Give back an exact copy of the lines below, from the first through the line with "be read in."; please stop there.

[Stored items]
──────

//! Instants, intervals, durations and timezone handling.
//!
//! All instants are `DateTime<Utc>`; a timezone is only ever attached for
//! local-time interpretation (day keys, rendering). Durations are `f64`
//! seconds. Leap seconds are ignored and DST rules come from the `chrono-tz`
//! database.

use chrono::{DateTime, Duration, LocalResult, NaiveDateTime, SecondsFormat, TimeZone, Utc};
use chrono_tz::Tz;
use serde::{Deserialize, Serialize};

use crate::error::{Result, TourError};

/// Accepted layouts for timestamps without an offset.
const NAIVE_FORMATS: [&str; 3] = [
    "%Y-%m-%dT%H:%M:%S%.f",
    "%Y-%m-%d %H:%M:%S%.f",
    "%Y:%m:%d %H:%M:%S",
];

/// An absolute instant together with the zone it should be read in.
#[derive(Debug, Clone, Copy, PartialEq, Eq, Serialize, Deserialize)]
pub struct LocalizedInstant {
    pub instant: DateTime<Utc>,
    pub timezone: Tz,
}

impl LocalizedInstant {
    pub fn new(instant: DateTime<Utc>, timezone: Tz) -> Self {
        Self { instant, timezone }
    }

    /// The same instant on the local wall clock.
    pub fn local(&self) -> DateTime<Tz> {
        self.instant.with_timezone(&self.timezone)
    }

    /// Local calendar date as `YYYY-MM-DD`.
    pub fn local_date(&self) -> String {
        partition_date(self.instant, self.timezone)
    }
}

/// Half-open containment: `start <= instant < end`.
#[inline]
pub fn interval_contains(start: DateTime<Utc>, end: DateTime<Utc>, instant: DateTime<Utc>) -> bool {
    start <= instant && instant < end
}

/// Seconds from `start` to `instant`. Negative when `instant` precedes `start`.
#[inline]
pub fn elapsed_seconds(start: DateTime<Utc>, instant: DateTime<Utc>) -> f64 {
    delta_seconds(instant - start)
}

/// Seconds from `start` to `end`.
#[inline]
pub fn duration_seconds(start: DateTime<Utc>, end: DateTime<Utc>) -> f64 {
    delta_seconds(end - start)
}

/// Elapsed seconds of every timestamp relative to the first one.
pub fn elapsed_series(timestamps: &[DateTime<Utc>]) -> Vec<f64> {
    match timestamps.first() {
        Some(&start) => timestamps
            .iter()
            .map(|&t| elapsed_seconds(start, t))
            .collect(),
        None => Vec::new(),
    }
}

/// Convert fractional seconds to a chrono duration (nanosecond precision).
pub fn seconds_to_duration(seconds: f64) -> Duration {
    let whole = seconds.trunc();
    let nanos = ((seconds - whole) * 1e9).round();
    Duration::seconds(whole as i64) + Duration::nanoseconds(nanos as i64)
}

fn delta_seconds(delta: Duration) -> f64 {
    // subsec_nanos carries the sign of the whole delta
    delta.num_seconds() as f64 + f64::from(delta.subsec_nanos()) / 1e9
}

/// Parse an IANA timezone name such as `America/Mexico_City`.
pub fn parse_timezone(name: &str) -> Result<Tz> {
    name.parse::<Tz>().map_err(|_| TourError::UnknownTimezone {
        name: name.to_string(),
    })
}

/// Parse a timestamp into an absolute instant.
///
/// RFC 3339 text keeps its own offset. Text without an offset is read as a
/// wall-clock time in `timezone`.
pub fn parse_instant(text: &str, timezone: Tz) -> Result<DateTime<Utc>> {
    let trimmed = text.trim();
    if let Ok(dt) = DateTime::parse_from_rfc3339(trimmed) {
        return Ok(dt.with_timezone(&Utc));
    }

    for format in NAIVE_FORMATS {
        if let Ok(naive) = NaiveDateTime::parse_from_str(trimmed, format) {
            return local_from_naive(naive, timezone);
        }
    }

    Err(TourError::InvalidTimestamp {
        value: text.to_string(),
        message: "expected RFC 3339 or YYYY-MM-DDTHH:MM:SS".to_string(),
    })
}

/// Interpret a wall-clock time in `timezone` as an absolute instant.
///
/// Ambiguous times (clocks falling back) resolve to the earlier instant.
/// Times skipped by a DST jump fail with [`TourError::NonexistentLocalTime`].
pub fn local_from_naive(naive: NaiveDateTime, timezone: Tz) -> Result<DateTime<Utc>> {
    match timezone.from_local_datetime(&naive) {
        LocalResult::Single(dt) => Ok(dt.with_timezone(&Utc)),
        LocalResult::Ambiguous(earliest, _) => {
            log::debug!(
                "[temporal] {} is ambiguous in {}, using the earlier instant",
                naive,
                timezone
            );
            Ok(earliest.with_timezone(&Utc))
        }
        LocalResult::None => Err(TourError::NonexistentLocalTime {
            local: naive.to_string(),
            timezone: timezone.name().to_string(),
        }),
    }
}

/// Reinterpret camera "epoch seconds" that were counted on the local wall
/// clock rather than in UTC.
///
/// Many cameras store capture time without a zone, so the number only means
/// something once the zone the clock was set to is known. This assumes the
/// device clock was set to local time in `timezone` at capture; it is a
/// heuristic, not a guaranteed-correct conversion.
pub fn local_epoch_to_instant(local_epoch_seconds: i64, timezone: Tz) -> Result<DateTime<Utc>> {
    let naive = DateTime::from_timestamp(local_epoch_seconds, 0)
        .ok_or_else(|| TourError::InvalidTimestamp {
            value: local_epoch_seconds.to_string(),
            message: "epoch seconds out of range".to_string(),
        })?
        .naive_utc();
    local_from_naive(naive, timezone)
}

/// Calendar date of `instant` in `timezone`, as `YYYY-MM-DD`.
pub fn partition_date(instant: DateTime<Utc>, timezone: Tz) -> String {
    instant
        .with_timezone(&timezone)
        .format("%Y-%m-%d")
        .to_string()
}

/// RFC 3339 UTC text of a session start.
///
/// Keeps every fractional digit the instant has, so distinct instants never
/// share a key. Text order is not time order once fractions differ in length.
pub fn session_stamp(instant: DateTime<Utc>) -> String {
    instant.to_rfc3339_opts(SecondsFormat::AutoSi, true)
}

/// RFC 3339 UTC text for diagnostics and documents.
pub fn iso8601(instant: DateTime<Utc>) -> String {
    instant.to_rfc3339_opts(SecondsFormat::AutoSi, true)
}

#[cfg(test)]
mod tests {
    use super::*;

    fn utc(text: &str) -> DateTime<Utc> {
        DateTime::parse_from_rfc3339(text)
            .unwrap()
            .with_timezone(&Utc)
    }

    #[test]
    fn test_interval_is_half_open() {
        let start = utc("2022-05-01T08:00:00Z");
        let end = utc("2022-05-01T09:00:00Z");
        assert!(interval_contains(start, end, start));
        assert!(interval_contains(start, end, utc("2022-05-01T08:59:59Z")));
        assert!(!interval_contains(start, end, end));
    }

    #[test]
    fn test_elapsed_can_be_negative() {
        let start = utc("2022-05-01T08:00:00Z");
        assert_eq!(elapsed_seconds(start, utc("2022-05-01T07:59:30Z")), -30.0);
    }

    #[test]
    fn test_fractional_elapsed() {
        let start = utc("2022-05-01T08:00:00Z");
        let later = utc("2022-05-01T08:00:01.250Z");
        assert!((elapsed_seconds(start, later) - 1.25).abs() < 1e-9);
        assert!((elapsed_seconds(later, start) + 1.25).abs() < 1e-9);
    }

    #[test]
    fn test_seconds_to_duration_roundtrip_value() {
        let d = seconds_to_duration(90.5);
        assert_eq!(d.num_milliseconds(), 90_500);
    }

    #[test]
    fn test_partition_date_uses_timezone() {
        // 03:00 UTC is still the previous evening in Mexico City
        let instant = utc("2022-05-02T03:00:00Z");
        assert_eq!(partition_date(instant, Tz::UTC), "2022-05-02");
        assert_eq!(
            partition_date(instant, chrono_tz::America::Mexico_City),
            "2022-05-01"
        );
    }

    #[test]
    fn test_session_stamp_precision() {
        assert_eq!(session_stamp(utc("2022-05-01T08:00:00Z")), "2022-05-01T08:00:00Z");
        assert_eq!(
            session_stamp(utc("2022-05-01T08:00:00.0004Z")),
            "2022-05-01T08:00:00.000400Z"
        );
    }

    #[test]
    fn test_nonexistent_local_time() {
        // Clocks in Stockholm jumped from 02:00 to 03:00 on 2022-03-27
        let naive = NaiveDateTime::parse_from_str("2022-03-27T02:30:00", "%Y-%m-%dT%H:%M:%S")
            .unwrap();
        assert!(matches!(
            local_from_naive(naive, chrono_tz::Europe::Stockholm),
            Err(TourError::NonexistentLocalTime { .. })
        ));
    }
}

──────

Finished exercise:
//! Instants, intervals, durations and timezone handling.
//!
//! All instants are `DateTime<Utc>`; a timezone is only ever attached for
//! local-time interpretation (day keys, rendering). Durations are `f64`
//! seconds. Leap seconds are ignored and DST rules come from the `chrono-tz`
//! database.

use chrono::{DateTime, Duration, LocalResult, NaiveDateTime, SecondsFormat, TimeZone, Utc};
use chrono_tz::Tz;
use serde::{Deserialize, Serialize};

use crate::error::{Result, TourError};

/// Accepted layouts for timestamps without an offset.
const NAIVE_FORMATS: [&str; 3] = [
    "%Y-%m-%dT%H:%M:%S%.f",
    "%Y-%m-%d %H:%M:%S%.f",
    "%Y:%m:%d %H:%M:%S",
];

/// An absolute instant together with the zone it should be read in.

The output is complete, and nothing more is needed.